O momento em que canção e imagem se fundem com um resultado estético primoroso é em Transmission, música que rendeu ao Joy a primeira ida à televisão. Com uma interpretação visceral de Sam Riley como Ian, toda a confusão mental, sonora e visual do vocalista da banda está lá.

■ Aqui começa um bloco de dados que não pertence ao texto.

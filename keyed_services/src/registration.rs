use std::{
	any::Any,
	fmt,
	marker::PhantomData,
	sync::{
		Arc,
		Mutex,
		PoisonError,
	},
};

use serde::{
	Serialize,
	Deserialize,
};
use uuid::Uuid;

use crate::{
	instance::{
		into_instance,
		Instance,
	},
	ComponentContext,
	ComponentRegistration,
	ServiceDescriptor,
	ServiceKey,
};

type Component = Arc<dyn Any + Send + Sync>;
type Activator = Box<dyn Fn(&dyn ComponentContext) -> anyhow::Result<Component> + Send + Sync>;
type Projector = Box<dyn Fn(&Component) -> Option<Instance> + Send + Sync>;


/// Controls how many component instances a registration hands out
#[derive(Debug, Clone, Copy, PartialEq, Eq, Serialize, Deserialize)]
#[serde(tag = "type")]
pub enum InstanceSharing {
	/// A new component is activated for every resolution
	InstancePerDependency,

	/// The first activation is kept and returned for every later resolution
	/// until the owning container is disposed
	SingleInstance,
}

impl Default for InstanceSharing {
	fn default() -> Self {
		return InstanceSharing::InstancePerDependency;
	}
}


/// A component registration held by a `Container`.
///
/// Each exposed service carries a projector that turns the activated component
/// into the `Arc<V>` the service is exposed as.
pub struct Registration {
	id: Uuid,
	component_name: &'static str,
	services: Vec<ServiceDescriptor>,
	projectors: Vec<Projector>,
	sharing: InstanceSharing,
	activator: Activator,
	shared: Mutex<Option<Component>>,
}

impl Registration {

	pub fn sharing(&self) -> InstanceSharing {
		return self.sharing;
	}

	pub fn component_name(&self) -> &'static str {
		return self.component_name;
	}

	/// Finds the position of `service` among the services this registration exposes
	pub(crate) fn position_of(&self, service: &ServiceDescriptor) -> Option<usize> {
		return self.services.iter().position(|exposed| exposed == service);
	}

	pub(crate) fn activate(&self, context: &dyn ComponentContext) -> anyhow::Result<Component> {
		return (self.activator)(context);
	}

	/// Gets the shared component, activating it through `activate` on first use.
	///
	/// The lock is not held while `activate` runs, so two threads may both
	/// activate a component. The first one stored wins and the other is dropped.
	pub(crate) fn shared_component<F>(&self, activate: F) -> anyhow::Result<Component>
	where
		F: FnOnce() -> anyhow::Result<Component>,
	{
		if let Some(ref component) = *self.shared.lock().unwrap_or_else(PoisonError::into_inner) {
			return Ok(Arc::clone(component));
		}

		let component = activate()?;

		let mut shared = self.shared.lock().unwrap_or_else(PoisonError::into_inner);
		return Ok(Arc::clone(shared.get_or_insert(component)));
	}

	/// Projects a component onto the service at `position`
	pub(crate) fn project(&self, position: usize, component: &Component) -> Option<Instance> {
		return self.projectors.get(position).and_then(|projector| projector(component));
	}

	/// Drops the shared component, if one was activated
	pub(crate) fn release(&self) {
		self.shared.lock().unwrap_or_else(PoisonError::into_inner).take();
	}

	pub fn describe(&self) -> RegistrationDescription {
		return RegistrationDescription {
			id: self.id,
			component: String::from(self.component_name),
			sharing: self.sharing,
			services: self.services.iter().map(|service| service.to_string()).collect(),
		};
	}

}

impl ComponentRegistration for Registration {
	fn id(&self) -> Uuid {
		return self.id;
	}

	fn services(&self) -> &[ServiceDescriptor] {
		return &self.services;
	}
}

impl fmt::Debug for Registration {
	fn fmt(&self, f: &mut fmt::Formatter<'_>) -> fmt::Result {
		return f.debug_struct("Registration")
			.field("id", &self.id)
			.field("component", &self.component_name)
			.field("services", &self.services)
			.field("sharing", &self.sharing)
			.finish();
	}
}


/// Self-documenting summary of a registration
#[derive(Debug, Clone, PartialEq, Eq, Serialize, Deserialize)]
pub struct RegistrationDescription {
	pub id: Uuid,
	pub component: String,
	pub sharing: InstanceSharing,
	pub services: Vec<String>,
}


/// Builds a `Registration` for the component type `T`.
///
/// ```ignore
/// let registration = RegistrationBuilder::new(|_| Ok(Circle::new(2.0)))
/// 	.keyed_as::<dyn Shape, _>("circle", |circle| circle)
/// 	.single_instance()
/// 	.build();
/// ```
pub struct RegistrationBuilder<T> {
	activator: Activator,
	services: Vec<ServiceDescriptor>,
	projectors: Vec<Projector>,
	sharing: InstanceSharing,
	_component: PhantomData<fn() -> T>,
}

impl<T: Send + Sync + 'static> RegistrationBuilder<T> {

	/// Starts a registration whose components are built by `activator`.
	/// The activator receives the context performing the resolution so it can
	/// resolve its own dependencies.
	pub fn new<F>(activator: F) -> RegistrationBuilder<T>
	where
		F: Fn(&dyn ComponentContext) -> anyhow::Result<T> + Send + Sync + 'static,
	{
		return RegistrationBuilder {
			activator: Box::new(move |context: &dyn ComponentContext| -> anyhow::Result<Component> {
				let component: Component = Arc::new(activator(context)?);
				return Ok(component);
			}),
			services: Vec::new(),
			projectors: Vec::new(),
			sharing: InstanceSharing::default(),
			_component: PhantomData,
		};
	}

	/// Registers a component that always hands out clones of `value`
	pub fn instance(value: T) -> RegistrationBuilder<T>
	where
		T: Clone,
	{
		return RegistrationBuilder::new(move |_| Ok(value.clone()));
	}

	fn expose<V: ?Sized + Send + Sync + 'static>(mut self, service: ServiceDescriptor, upcast: fn(Arc<T>) -> Arc<V>) -> Self {
		self.services.push(service);
		self.projectors.push(Box::new(move |component: &Component| -> Option<Instance> {
			let component = Arc::clone(component).downcast::<T>().ok()?;
			return Some(into_instance::<V>(upcast(component)));
		}));
		return self;
	}

	/// Exposes the component as its own type
	pub fn as_self(self) -> Self {
		return self.as_type::<T>(|component| component);
	}

	/// Exposes the component as `V`, usually a trait object
	pub fn as_type<V: ?Sized + Send + Sync + 'static>(self, upcast: fn(Arc<T>) -> Arc<V>) -> Self {
		return self.expose(ServiceDescriptor::typed::<V>(), upcast);
	}

	/// Exposes the component as its own type under `key`
	pub fn keyed<K: ServiceKey>(self, key: K) -> Self {
		return self.keyed_as::<T, K>(key, |component| component);
	}

	/// Exposes the component as `V` under `key`
	pub fn keyed_as<V: ?Sized + Send + Sync + 'static, K: ServiceKey>(self, key: K, upcast: fn(Arc<T>) -> Arc<V>) -> Self {
		return self.expose(ServiceDescriptor::keyed::<V, K>(key), upcast);
	}

	/// Exposes the component as its own type under a `String` name
	pub fn named(self, name: impl Into<String>) -> Self {
		return self.keyed::<String>(name.into());
	}

	/// Exposes the component as `V` under a `String` name
	pub fn named_as<V: ?Sized + Send + Sync + 'static>(self, name: impl Into<String>, upcast: fn(Arc<T>) -> Arc<V>) -> Self {
		return self.keyed_as::<V, String>(name.into(), upcast);
	}

	pub fn single_instance(mut self) -> Self {
		self.sharing = InstanceSharing::SingleInstance;
		return self;
	}

	/// Restores the default sharing mode, activating a new component per resolution
	pub fn instance_per_dependency(mut self) -> Self {
		self.sharing = InstanceSharing::InstancePerDependency;
		return self;
	}

	pub fn build(self) -> Registration {
		let builder = if self.services.is_empty() { self.as_self() } else { self };
		return Registration {
			id: Uuid::new_v4(),
			component_name: std::any::type_name::<T>(),
			services: builder.services,
			projectors: builder.projectors,
			sharing: builder.sharing,
			activator: builder.activator,
			shared: Mutex::new(None),
		};
	}

}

Mas a trilha de Control tem uma ausência de peso: deixou de fora She’s Lost Control. A faixa, da qual o título do filme foi retirado, concentra muito do que é o Joy – e, por conseqüência, Ian Curtis: letras depressivas, arranjos soturnos que evocam um buraco negro interior, ecos mentais e, é claro, o vozeirão down de Ian.

Um pecado quase capital.

Em tempo: She’s Lost Control está presente no filme, com cenas do momento em que Ian concebeu a letra e como foi feita a gravação. Porém, não foi incluída no CD lançado pela Warner Music. A canção ilustra, inclusive, o trailer oficial (clique aqui).

Em tempo II: o filme, distribuído pela DayLight, estréia em São Paulo dia 22 de maio, simultaneamente ao lançamento do documentário Joy Division, de Grant Gee. O filme foi um dos destaques do É Tudo Verdade, realizado em março. O trailer do documentário está no YouTube (clique aqui).